• **Task**
Give the lines again exactly as they appear, beginning at the one with "let migrator = PostgresMigrator::new(pool.clone());" and ending at the last line of the records.
Top of Entries shown
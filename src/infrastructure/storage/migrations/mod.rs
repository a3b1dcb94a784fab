//! Database migrations infrastructure

use sqlx::postgres::PgPool;
use tracing::info;

use crate::domain::user::StoreError;

/// PostgreSQL migrator recording applied versions in `_migrations`
#[derive(Debug)]
pub struct PostgresMigrator {
    pool: PgPool,
}

impl PostgresMigrator {
    pub fn new(pool: PgPool) -> Self {
        Self { pool }
    }

    /// Creates the migrations table if it doesn't exist
    async fn ensure_migrations_table(&self) -> Result<(), StoreError> {
        sqlx::query(
            r#"
            CREATE TABLE IF NOT EXISTS _migrations (
                version BIGINT PRIMARY KEY,
                description TEXT NOT NULL,
                installed_on TIMESTAMPTZ NOT NULL DEFAULT NOW()
            )
            "#,
        )
        .execute(&self.pool)
        .await
        .map_err(|e| StoreError::backend(format!("Failed to create migrations table: {}", e)))?;

        Ok(())
    }

    async fn is_applied(&self, version: i64) -> Result<bool, StoreError> {
        sqlx::query_scalar("SELECT EXISTS(SELECT 1 FROM _migrations WHERE version = $1)")
            .bind(version)
            .fetch_one(&self.pool)
            .await
            .map_err(|e| StoreError::backend(format!("Failed to check migration status: {}", e)))
    }

    /// Runs a single migration; returns false when it was already applied
    pub async fn run_migration(&self, migration: &Migration) -> Result<bool, StoreError> {
        self.ensure_migrations_table().await?;

        if self.is_applied(migration.version).await? {
            return Ok(false);
        }

        let mut tx = self
            .pool
            .begin()
            .await
            .map_err(|e| StoreError::backend(format!("Failed to start transaction: {}", e)))?;

        sqlx::raw_sql(&migration.up)
            .execute(&mut *tx)
            .await
            .map_err(|e| {
                StoreError::backend(format!(
                    "Failed to run migration {}: {}",
                    migration.version, e
                ))
            })?;

        sqlx::query("INSERT INTO _migrations (version, description) VALUES ($1, $2)")
            .bind(migration.version)
            .bind(&migration.description)
            .execute(&mut *tx)
            .await
            .map_err(|e| {
                StoreError::backend(format!(
                    "Failed to record migration {}: {}",
                    migration.version, e
                ))
            })?;

        tx.commit()
            .await
            .map_err(|e| StoreError::backend(format!("Failed to commit migration: {}", e)))?;

        info!(version = migration.version, "Applied migration: {}", migration.description);
        Ok(true)
    }

    /// Reverts a single migration; returns false when it was not applied
    pub async fn revert_migration(&self, migration: &Migration) -> Result<bool, StoreError> {
        self.ensure_migrations_table().await?;

        if !self.is_applied(migration.version).await? {
            return Ok(false);
        }

        sqlx::raw_sql(&migration.down)
            .execute(&self.pool)
            .await
            .map_err(|e| {
                StoreError::backend(format!(
                    "Failed to revert migration {}: {}",
                    migration.version, e
                ))
            })?;

        sqlx::query("DELETE FROM _migrations WHERE version = $1")
            .bind(migration.version)
            .execute(&self.pool)
            .await
            .map_err(|e| {
                StoreError::backend(format!(
                    "Failed to remove migration record {}: {}",
                    migration.version, e
                ))
            })?;

        info!(version = migration.version, "Reverted migration: {}", migration.description);
        Ok(true)
    }

    /// Returns the latest applied migration version
    pub async fn current_version(&self) -> Result<Option<i64>, StoreError> {
        self.ensure_migrations_table().await?;

        sqlx::query_scalar("SELECT MAX(version) FROM _migrations")
            .fetch_one(&self.pool)
            .await
            .map_err(|e| StoreError::backend(format!("Failed to get migration version: {}", e)))
    }
}

/// Represents a database migration
#[derive(Debug, Clone)]
pub struct Migration {
    /// Migration version, applied in ascending order
    pub version: i64,
    /// Human-readable description
    pub description: String,
    /// SQL to run when applying the migration
    pub up: String,
    /// SQL to run when reverting the migration
    pub down: String,
}

impl Migration {
    pub fn new(
        version: i64,
        description: impl Into<String>,
        up: impl Into<String>,
        down: impl Into<String>,
    ) -> Self {
        Self {
            version,
            description: description.into(),
            up: up.into(),
            down: down.into(),
        }
    }
}

/// Migrations for the user credential tables
pub fn user_migrations() -> Vec<Migration> {
    vec![Migration::new(
        1,
        "Create users table",
        r#"
        CREATE TABLE IF NOT EXISTS users (
            id BIGSERIAL PRIMARY KEY,
            username TEXT NOT NULL UNIQUE,
            email TEXT NOT NULL,
            password_hash BYTEA NOT NULL,
            salt TEXT NOT NULL CHECK (salt <> ''),
            admin BOOLEAN NOT NULL DEFAULT FALSE,
            admin_forced_password_reset BOOLEAN NOT NULL DEFAULT FALSE,
            enabled BOOLEAN NOT NULL DEFAULT TRUE,
            created_at TIMESTAMPTZ NOT NULL DEFAULT NOW(),
            updated_at TIMESTAMPTZ NOT NULL DEFAULT NOW()
        );
        CREATE INDEX IF NOT EXISTS idx_users_email ON users(email);
        "#,
        r#"
        DROP TABLE IF EXISTS users;
        "#,
    )]
}

/// Runs all pending user migrations, returning how many were applied
pub async fn run_user_migrations(pool: &PgPool) -> Result<usize, StoreError> {
    let migrator = PostgresMigrator::new(pool.clone());
    let mut applied = 0;

    for migration in user_migrations() {
        if migrator.run_migration(&migration).await? {
            applied += 1;
        }
    }

    Ok(applied)
}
Bottom of Entries shown
• **Result**
    let migrator = PostgresMigrator::new(pool.clone());
    let mut applied = 0;

    for migration in user_migrations() {
        if migrator.run_migration(&migration).await? {
            applied += 1;
        }
    }

    Ok(applied)
}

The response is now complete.